Democratic lawmakers and liberal groups have called for decades for the North American Free Trade Agreement to be dropped or at least renegotiated, but when the Trump administration formally announced Thursday that it was opening talks with the Mexico and Canada, many reacted with pointed criticism of the White House.

The response highlights an awkward political situation for trade critics: Many want NAFTA scrapped but don't want Trump to get any credit for doing it.

The trade critics said that Trump, long before any negotiations have begun, has given every indication that he would sell out to international business. "The president's vague NAFTA letter is a stark contrast with the aggressive promises he made to hard-working families during the campaign. For all his rhetoric, President Trump looks to be sorely disappointing American workers on trade," said House Minority Leader Nancy Pelosi, D-Calif.

A few Democrats, however, indicated a second reason for their criticism: They are worried that Trump may steal the anti-trade issue away from them. "We had Trump come into our districts and talk tough about trade," said Rep. Mark Pocan, D-Wis., during a press conference Thursday.

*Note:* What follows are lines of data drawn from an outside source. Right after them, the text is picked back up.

use std::time::Duration;

use async_trait::async_trait;
use reqwest::header::{ACCEPT, RETRY_AFTER, USER_AGENT};
use reqwest::{Method, Response, StatusCode};
use serde::de::DeserializeOwned;
use serde::Deserialize;
use serde_json::json;
use tracing::{debug, warn};

use super::{CiProvider, GitHubError, IssueService};
use crate::domain::{
    CombinedStatus, CreateIssueInput, CreatePullRequestInput, Issue, IssueComment, Job,
    ListIssueCommentsOptions, ListRunJobsOptions, ListWorkflowRunsOptions, PullRequest,
    PullRequestReview, UpdateIssueInput, Workflow, WorkflowRun,
};

const DEFAULT_BASE_URL: &str = "https://api.github.com";
const ACCEPT_JSON: &str = "application/vnd.github+json";
const AGENT: &str = "flaky-test-cleaner";
const DEFAULT_RETRY_AFTER: Duration = Duration::from_secs(2);

/// Thin GitHub REST client. The bot holds two instances of this type, one
/// with the read token and one with the write token; in dry-run they are the
/// same value.
#[derive(Debug, Clone)]
pub struct GitHubClient {
    http: reqwest::Client,
    token: String,
    base_url: String,
}

impl GitHubClient {
    pub fn new(token: impl Into<String>, timeout: Duration) -> Result<Self, GitHubError> {
        Self::with_base_url(token, timeout, DEFAULT_BASE_URL)
    }

    /// Points the client at a different API root; tests aim this at a local
    /// mock server.
    pub fn with_base_url(
        token: impl Into<String>,
        timeout: Duration,
        base_url: impl Into<String>,
    ) -> Result<Self, GitHubError> {
        let http = reqwest::Client::builder().timeout(timeout).build()?;
        Ok(GitHubClient {
            http,
            token: token.into(),
            base_url: base_url.into().trim_end_matches('/').to_string(),
        })
    }

    /// One request with a single retry on transient statuses. The request is
    /// rebuilt from parts on retry so the body survives.
    async fn send(
        &self,
        method: Method,
        path: &str,
        query: &[(&str, String)],
        payload: Option<&serde_json::Value>,
    ) -> Result<Response, GitHubError> {
        let url = format!("{}{}", self.base_url, path);
        for attempt in 0..2 {
            let mut req = self
                .http
                .request(method.clone(), &url)
                .header(ACCEPT, ACCEPT_JSON)
                .header(USER_AGENT, AGENT);
            if !self.token.is_empty() {
                req = req.bearer_auth(&self.token);
            }
            if !query.is_empty() {
                req = req.query(query);
            }
            if let Some(payload) = payload {
                req = req.json(payload);
            }
            let resp = req.send().await?;
            let status = resp.status();
            if attempt == 0 && is_transient(status) {
                let wait = retry_after(&resp);
                warn!(%status, ?wait, "github request throttled, retrying once");
                tokio::time::sleep(wait).await;
                continue;
            }
            return Ok(resp);
        }
        unreachable!("request loop always returns on the second attempt")
    }

    async fn do_json<T: DeserializeOwned>(
        &self,
        method: Method,
        path: &str,
        query: &[(&str, String)],
        payload: Option<&serde_json::Value>,
    ) -> Result<T, GitHubError> {
        let resp = self.send(method, path, query, payload).await?;
        let status = resp.status();
        let body = resp.bytes().await?;
        if status == StatusCode::NOT_FOUND {
            return Err(GitHubError::NotFound);
        }
        if !status.is_success() {
            return Err(GitHubError::Api {
                status: status.as_u16(),
                message: String::from_utf8_lossy(&body).into_owned(),
            });
        }
        Ok(serde_json::from_slice(&body)?)
    }

    async fn do_empty(
        &self,
        method: Method,
        path: &str,
        payload: Option<&serde_json::Value>,
    ) -> Result<(), GitHubError> {
        let resp = self.send(method, path, &[], payload).await?;
        let status = resp.status();
        if status == StatusCode::NOT_FOUND {
            return Err(GitHubError::NotFound);
        }
        if !status.is_success() {
            let body = resp.bytes().await.unwrap_or_default();
            return Err(GitHubError::Api {
                status: status.as_u16(),
                message: String::from_utf8_lossy(&body).into_owned(),
            });
        }
        Ok(())
    }

    async fn create_label(&self, owner: &str, repo: &str, name: &str) -> Result<(), GitHubError> {
        let payload = json!({
            "name": name,
            "color": "ededed",
            "description": "managed by flaky-test-cleaner",
        });
        self.do_empty(
            Method::POST,
            &format!("/repos/{owner}/{repo}/labels"),
            Some(&payload),
        )
        .await
    }
}

fn is_transient(status: StatusCode) -> bool {
    matches!(status.as_u16(), 429 | 502 | 503 | 504)
}

fn retry_after(resp: &Response) -> Duration {
    resp.headers()
        .get(RETRY_AFTER)
        .and_then(|v| v.to_str().ok())
        .and_then(|v| v.parse::<u64>().ok())
        .map(Duration::from_secs)
        .unwrap_or(DEFAULT_RETRY_AFTER)
}

/// Empty list instead of an error when a list endpoint 404s; the workflow
/// lookup is the only read that surfaces NotFound.
fn not_found_as_empty<T>(result: Result<Vec<T>, GitHubError>) -> Result<Vec<T>, GitHubError> {
    match result {
        Err(GitHubError::NotFound) => Ok(Vec::new()),
        other => other,
    }
}

fn pick_runner_label(labels: &[String]) -> String {
    for label in labels {
        let lower = label.to_lowercase();
        if lower.contains("ubuntu") || lower.contains("macos") || lower.contains("windows") {
            return label.clone();
        }
    }
    labels.first().cloned().unwrap_or_default()
}

#[derive(Deserialize)]
struct WorkflowList {
    #[serde(default)]
    workflows: Vec<Workflow>,
}

#[derive(Deserialize)]
struct WorkflowRunList {
    #[serde(default)]
    workflow_runs: Vec<WorkflowRun>,
}

#[derive(Deserialize)]
struct JobList {
    #[serde(default)]
    jobs: Vec<Job>,
}

#[async_trait]
impl CiProvider for GitHubClient {
    async fn find_workflow_by_name(
        &self,
        owner: &str,
        repo: &str,
        name: &str,
    ) -> Result<Workflow, GitHubError> {
        let list: WorkflowList = self
            .do_json(
                Method::GET,
                &format!("/repos/{owner}/{repo}/actions/workflows"),
                &[],
                None,
            )
            .await?;
        list.workflows
            .into_iter()
            .find(|wf| wf.name.eq_ignore_ascii_case(name))
            .ok_or(GitHubError::NotFound)
    }

    async fn list_workflow_runs(
        &self,
        owner: &str,
        repo: &str,
        workflow_id: i64,
        opts: &ListWorkflowRunsOptions,
    ) -> Result<Vec<WorkflowRun>, GitHubError> {
        let mut query: Vec<(&str, String)> = Vec::new();
        if !opts.status.is_empty() {
            query.push(("status", opts.status.clone()));
        }
        if !opts.branch.is_empty() {
            query.push(("branch", opts.branch.clone()));
        }
        if !opts.event.is_empty() {
            query.push(("event", opts.event.clone()));
        }
        if opts.per_page > 0 {
            query.push(("per_page", opts.per_page.to_string()));
        }
        let result = self
            .do_json::<WorkflowRunList>(
                Method::GET,
                &format!("/repos/{owner}/{repo}/actions/workflows/{workflow_id}/runs"),
                &query,
                None,
            )
            .await
            .map(|list| list.workflow_runs);
        not_found_as_empty(result)
    }

    async fn list_run_jobs(
        &self,
        owner: &str,
        repo: &str,
        run_id: i64,
        opts: &ListRunJobsOptions,
    ) -> Result<Vec<Job>, GitHubError> {
        let mut query: Vec<(&str, String)> = Vec::new();
        if opts.per_page > 0 {
            query.push(("per_page", opts.per_page.to_string()));
        }
        let result = self
            .do_json::<JobList>(
                Method::GET,
                &format!("/repos/{owner}/{repo}/actions/runs/{run_id}/jobs"),
                &query,
                None,
            )
            .await
            .map(|list| {
                let mut jobs = list.jobs;
                for job in &mut jobs {
                    job.runner_os = if job.runner_name.is_empty() {
                        pick_runner_label(&job.labels)
                    } else {
                        job.runner_name.clone()
                    };
                }
                jobs
            });
        not_found_as_empty(result)
    }

    async fn download_job_logs(
        &self,
        owner: &str,
        repo: &str,
        job_id: i64,
    ) -> Result<Vec<u8>, GitHubError> {
        let resp = self
            .send(
                Method::GET,
                &format!("/repos/{owner}/{repo}/actions/jobs/{job_id}/logs"),
                &[],
                None,
            )
            .await?;
        let status = resp.status();
        let body = resp.bytes().await?;
        if status == StatusCode::NOT_FOUND {
            return Err(GitHubError::NotFound);
        }
        if !status.is_success() {
            return Err(GitHubError::Api {
                status: status.as_u16(),
                message: String::from_utf8_lossy(&body).into_owned(),
            });
        }
        debug!(job_id, bytes = body.len(), "downloaded job logs");
        Ok(body.to_vec())
    }
}

#[async_trait]
impl IssueService for GitHubClient {
    async fn ensure_labels(
        &self,
        owner: &str,
        repo: &str,
        labels: &[String],
    ) -> Result<(), GitHubError> {
        for label in labels {
            if label.trim().is_empty() {
                continue;
            }
            match self.create_label(owner, repo, label).await {
                Ok(()) => {}
                // 422 means the label already exists.
                Err(GitHubError::Api { status: 422, .. }) => {}
                Err(err) => return Err(err),
            }
        }
        Ok(())
    }

    async fn create_issue(
        &self,
        owner: &str,
        repo: &str,
        input: &CreateIssueInput,
    ) -> Result<Issue, GitHubError> {
        let payload = json!({
            "title": input.title,
            "body": input.body,
            "labels": input.labels,
        });
        self.do_json(
            Method::POST,
            &format!("/repos/{owner}/{repo}/issues"),
            &[],
            Some(&payload),
        )
        .await
    }

    async fn update_issue(
        &self,
        owner: &str,
        repo: &str,
        number: i64,
        input: &UpdateIssueInput,
    ) -> Result<Issue, GitHubError> {
        let mut payload = serde_json::Map::new();
        if let Some(title) = &input.title {
            payload.insert("title".into(), json!(title));
        }
        if let Some(body) = &input.body {
            payload.insert("body".into(), json!(body));
        }
        if let Some(labels) = &input.labels {
            payload.insert("labels".into(), json!(labels));
        }
        if let Some(state) = &input.state {
            payload.insert("state".into(), json!(state));
        }
        let payload = serde_json::Value::Object(payload);
        self.do_json(
            Method::PATCH,
            &format!("/repos/{owner}/{repo}/issues/{number}"),
            &[],
            Some(&payload),
        )
        .await
    }

    async fn get_issue(&self, owner: &str, repo: &str, number: i64) -> Result<Issue, GitHubError> {
        self.do_json(
            Method::GET,
            &format!("/repos/{owner}/{repo}/issues/{number}"),
            &[],
            None,
        )
        .await
    }

    async fn create_issue_comment(
        &self,
        owner: &str,
        repo: &str,
        number: i64,
        body: &str,
    ) -> Result<(), GitHubError> {
        let payload = json!({ "body": body });
        self.do_empty(
            Method::POST,
            &format!("/repos/{owner}/{repo}/issues/{number}/comments"),
            Some(&payload),
        )
        .await
    }

    async fn list_issue_comments(
        &self,
        owner: &str,
        repo: &str,
        number: i64,
        opts: &ListIssueCommentsOptions,
    ) -> Result<Vec<IssueComment>, GitHubError> {
        let mut query: Vec<(&str, String)> = Vec::new();
        if opts.per_page > 0 {
            query.push(("per_page", opts.per_page.to_string()));
        }
        let result = self
            .do_json(
                Method::GET,
                &format!("/repos/{owner}/{repo}/issues/{number}/comments"),
                &query,
                None,
            )
            .await;
        not_found_as_empty(result)
    }

    async fn list_pull_request_reviews(
        &self,
        owner: &str,
        repo: &str,
        number: i64,
    ) -> Result<Vec<PullRequestReview>, GitHubError> {
        let result = self
            .do_json(
                Method::GET,
                &format!("/repos/{owner}/{repo}/pulls/{number}/reviews"),
                &[],
                None,
            )
            .await;
        not_found_as_empty(result)
    }

    async fn get_combined_status(
        &self,
        owner: &str,
        repo: &str,
        git_ref: &str,
    ) -> Result<CombinedStatus, GitHubError> {
        self.do_json(
            Method::GET,
            &format!("/repos/{owner}/{repo}/commits/{git_ref}/status"),
            &[],
            None,
        )
        .await
    }

    async fn get_pull_request(
        &self,
        owner: &str,
        repo: &str,
        number: i64,
    ) -> Result<PullRequest, GitHubError> {
        self.do_json(
            Method::GET,
            &format!("/repos/{owner}/{repo}/pulls/{number}"),
            &[],
            None,
        )
        .await
    }

    async fn create_pull_request(
        &self,
        owner: &str,
        repo: &str,
        input: &CreatePullRequestInput,
    ) -> Result<PullRequest, GitHubError> {
        let payload = json!({
            "title": input.title,
            "head": input.head,
            "base": input.base,
            "body": input.body,
            "draft": input.draft,
        });
        self.do_json(
            Method::POST,
            &format!("/repos/{owner}/{repo}/pulls"),
            &[],
            Some(&payload),
        )
        .await
    }

    async fn add_issue_labels(
        &self,
        owner: &str,
        repo: &str,
        number: i64,
        labels: &[String],
    ) -> Result<(), GitHubError> {
        let payload = json!({ "labels": labels });
        self.do_empty(
            Method::POST,
            &format!("/repos/{owner}/{repo}/issues/{number}/labels"),
            Some(&payload),
        )
        .await
    }
}

#[cfg(test)]
mod tests {
    use super::*;

    #[test]
    fn transient_statuses() {
        assert!(is_transient(StatusCode::TOO_MANY_REQUESTS));
        assert!(is_transient(StatusCode::BAD_GATEWAY));
        assert!(is_transient(StatusCode::SERVICE_UNAVAILABLE));
        assert!(is_transient(StatusCode::GATEWAY_TIMEOUT));
        assert!(!is_transient(StatusCode::NOT_FOUND));
        assert!(!is_transient(StatusCode::INTERNAL_SERVER_ERROR));
    }

    #[test]
    fn runner_label_prefers_os_labels() {
        let labels = vec!["self-hosted".to_string(), "ubuntu-latest".to_string()];
        assert_eq!(pick_runner_label(&labels), "ubuntu-latest");
        let labels = vec!["custom-pool".to_string()];
        assert_eq!(pick_runner_label(&labels), "custom-pool");
        assert_eq!(pick_runner_label(&[]), "");
    }
}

Several other lawmakers made the same point: Trump assailed NAFTA and other trade deals during the 2016 election and that enabled him to make inroads into Democrat-friendly Rust Belt states in the Midwest. "We don't need pollsters to tell us this. We know why Trump is president of the United States," said Rep. Marcy Kaptur, D-Ohio.

Rep. Debbie Dingell, D-Mich., said that NAFTA is extremely unpopular in her district and she saw early the impact Trump's rhetoric against it had on the voters there. "I am one of those people who said that Donald Trump could become president because I saw how people in the Midwest felt." She added later, "He won by going through the Midwest and talking about trade."

That partly explains the almost-hostile reaction from many of NAFTA's staunchest critics to the news that the administration wants to renegotiate it. Many expressed concern that the headlines about reopening the talks would themselves constitute a political win for Trump, regardless of the details of any final agreement. "Trump's objective is to change as little as possible with NAFTA and to claim the biggest possible changes. He will seek something visual he can visit" for a photo opportunity, said Rep. Brad Sherman, D-Calif.

Democrats also said they needed to be given a prominent role in the renegotiations. "If they are going to do anything meaningful, they are going to need Democrats," said Rep. Pete DeFazio, D-Ore. The Democrats expressed irritation that Trump took credit for killing the Trans-Pacific Partnership trade deal earlier this year, arguing their efforts to derail the Obama administration's efforts to pass it were the real reason it died.

The critics argued that there were sound reasons to doubt that administration's efforts would improve the trade deal. They noted that Trump had campaigned on declaring China to be a currency manipulator and then backed away from that once in office. Several pointed to reports that Trump's personal business empire contains investments in Canada and Mexico. They said transparency was needed to be sure that Trump does not personally benefit from a renegotiation.

Rep. Rosa DeLauro, D-N.Y., said that many were concerned that Commerce Secretary Wilbur Ross, who leans toward free trade, will have a larger role in the negotiations than U.S. Trade Representative Robert Lighthizer, a NAFTA critic. "I, from the outset, have not known who is really in charge," DeLauro said.